- Exercise -
All of the data must be returned word for word.

- Records for processing -
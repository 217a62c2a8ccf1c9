use emoji_tally::{EmojiTally, Error, InboundMessage, DEFAULT_EMOJI_TALLY_CONFIG};
use flate2::write::GzEncoder;
use flate2::Compression;
use std::io::Write;
use test_utils::timestamp_for;

fn tally_at(timestamp: i64) -> EmojiTally {
    EmojiTally::new_with_timestamp_fn(DEFAULT_EMOJI_TALLY_CONFIG, Box::new(move || timestamp))
}

fn gzip(text: &str) -> Vec<u8> {
    let mut encoder = GzEncoder::new(Vec::new(), Compression::default());
    encoder.write_all(text.as_bytes()).unwrap();
    encoder.finish().unwrap()
}

#[cfg(test)]
mod tests {
    use super::*;

    #[test]
    fn test_restored_engine_answers_same_queries() {
        let march = timestamp_for(3, 2025);
        let mut tally = tally_at(march);
        tally.add_tracked("🎉").unwrap();
        tally.ingest(&InboundMessage::new("G1", "U1", Some("Ana"), "🎉🎉", march));
        tally.ingest(&InboundMessage::new("G1", "U2", Some("Bruno"), "🎉", march));
        tally.ingest(&InboundMessage::new("G2", "U1", Some("Ana"), "🎉", march));

        let mut snapshot = Vec::new();
        tally.write_snapshot(&mut snapshot).unwrap();

        let mut restored = tally_at(march);
        restored.restore_snapshot(snapshot.as_slice()).unwrap();

        assert_eq!(restored.index().entries(), tally.index().entries());
        assert_eq!(restored.snapshot_status().total_groups, 2);

        let summary = restored
            .query_count("G1", "🎉", None, None)
            .into_option()
            .unwrap();
        assert_eq!(summary.total, 3);
        // Display names are not part of the snapshot
        assert_eq!(summary.breakdown[0].display_name, "Usuário");
    }

    #[test]
    fn test_restore_reads_columns_by_name() {
        let snapshot = gzip("Count,User Id,Period,Symbol,Group Id\n4,U1,12-2024,👍,G1\n");

        let mut tally = tally_at(timestamp_for(3, 2025));
        tally.restore_snapshot(snapshot.as_slice()).unwrap();

        let user_count = tally
            .query_user_count("G1", "👍", "U1", Some(12), Some(2024))
            .into_option()
            .unwrap();
        assert_eq!(user_count.count, 4);
    }

    #[test]
    fn test_failed_restore_keeps_current_index() {
        let march = timestamp_for(3, 2025);
        let mut tally = tally_at(march);
        tally.add_tracked("🎉").unwrap();
        tally.ingest(&InboundMessage::new("G1", "U1", Some("Ana"), "🎉", march));

        let bad_period = gzip("Group Id,Symbol,Period,User Id,Count\nG1,🎉,13-2025,U1,1\n");
        let zero_count = gzip("Group Id,Symbol,Period,User Id,Count\nG1,🎉,3-2025,U1,0\n");
        let missing_column = gzip("Group Id,Symbol,Period,Count\nG1,🎉,3-2025,1\n");

        for snapshot in [bad_period, zero_count, missing_column] {
            assert!(matches!(
                tally.restore_snapshot(snapshot.as_slice()),
                Err(Error::ParserError(_)) | Err(Error::InvalidArgument(_))
            ));
        }

        assert_eq!(tally.index().group_count(), 1);
    }

    #[test]
    fn test_empty_index_snapshot() {
        let tally = tally_at(timestamp_for(3, 2025));

        let mut snapshot = Vec::new();
        tally.write_snapshot(&mut snapshot).unwrap();

        let mut restored = tally_at(timestamp_for(3, 2025));
        restored.restore_snapshot(snapshot.as_slice()).unwrap();

        assert!(restored.index().is_empty());
    }
}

- Completed task -
repository 217a62c2a8ccf1c9
use emoji_tally::{EmojiTally, Error, InboundMessage, DEFAULT_EMOJI_TALLY_CONFIG};
use flate2::write::GzEncoder;
use flate2::Compression;
use std::io::Write;
use test_utils::timestamp_for;

fn tally_at(timestamp: i64) -> EmojiTally {
    EmojiTally::new_with_timestamp_fn(DEFAULT_EMOJI_TALLY_CONFIG, Box::new(move || timestamp))
}

fn gzip(text: &str) -> Vec<u8> {
    let mut encoder = GzEncoder::new(Vec::new(), Compression::default());
    encoder.write_all(text.as_bytes()).unwrap();
    encoder.finish().unwrap()
}

#[cfg(test)]
mod tests {
    use super::*;

    #[test]
    fn test_restored_engine_answers_same_queries() {
        let march = timestamp_for(3, 2025);
        let mut tally = tally_at(march);
        tally.add_tracked("🎉").unwrap();
        tally.ingest(&InboundMessage::new("G1", "U1", Some("Ana"), "🎉🎉", march));
        tally.ingest(&InboundMessage::new("G1", "U2", Some("Bruno"), "🎉", march));
        tally.ingest(&InboundMessage::new("G2", "U1", Some("Ana"), "🎉", march));

        let mut snapshot = Vec::new();
        tally.write_snapshot(&mut snapshot).unwrap();

        let mut restored = tally_at(march);
        restored.restore_snapshot(snapshot.as_slice()).unwrap();

        assert_eq!(restored.index().entries(), tally.index().entries());
        assert_eq!(restored.snapshot_status().total_groups, 2);

        let summary = restored
            .query_count("G1", "🎉", None, None)
            .into_option()
            .unwrap();
        assert_eq!(summary.total, 3);
        // Display names are not part of the snapshot
        assert_eq!(summary.breakdown[0].display_name, "Usuário");
    }

    #[test]
    fn test_restore_reads_columns_by_name() {
        let snapshot = gzip("Count,User Id,Period,Symbol,Group Id\n4,U1,12-2024,👍,G1\n");

        let mut tally = tally_at(timestamp_for(3, 2025));
        tally.restore_snapshot(snapshot.as_slice()).unwrap();

        let user_count = tally
            .query_user_count("G1", "👍", "U1", Some(12), Some(2024))
            .into_option()
            .unwrap();
        assert_eq!(user_count.count, 4);
    }

    #[test]
    fn test_failed_restore_keeps_current_index() {
        let march = timestamp_for(3, 2025);
        let mut tally = tally_at(march);
        tally.add_tracked("🎉").unwrap();
        tally.ingest(&InboundMessage::new("G1", "U1", Some("Ana"), "🎉", march));

        let bad_period = gzip("Group Id,Symbol,Period,User Id,Count\nG1,🎉,13-2025,U1,1\n");
        let zero_count = gzip("Group Id,Symbol,Period,User Id,Count\nG1,🎉,3-2025,U1,0\n");
        let missing_column = gzip("Group Id,Symbol,Period,Count\nG1,🎉,3-2025,1\n");

        for snapshot in [bad_period, zero_count, missing_column] {
            assert!(matches!(
                tally.restore_snapshot(snapshot.as_slice()),
                Err(Error::ParserError(_)) | Err(Error::InvalidArgument(_))
            ));
        }

        assert_eq!(tally.index().group_count(), 1);
    }

    #[test]
    fn test_empty_index_snapshot() {
        let tally = tally_at(timestamp_for(3, 2025));

        let mut snapshot = Vec::new();
        tally.write_snapshot(&mut snapshot).unwrap();

        let mut restored = tally_at(timestamp_for(3, 2025));
        restored.restore_snapshot(snapshot.as_slice()).unwrap();

        assert!(restored.index().is_empty());
    }
}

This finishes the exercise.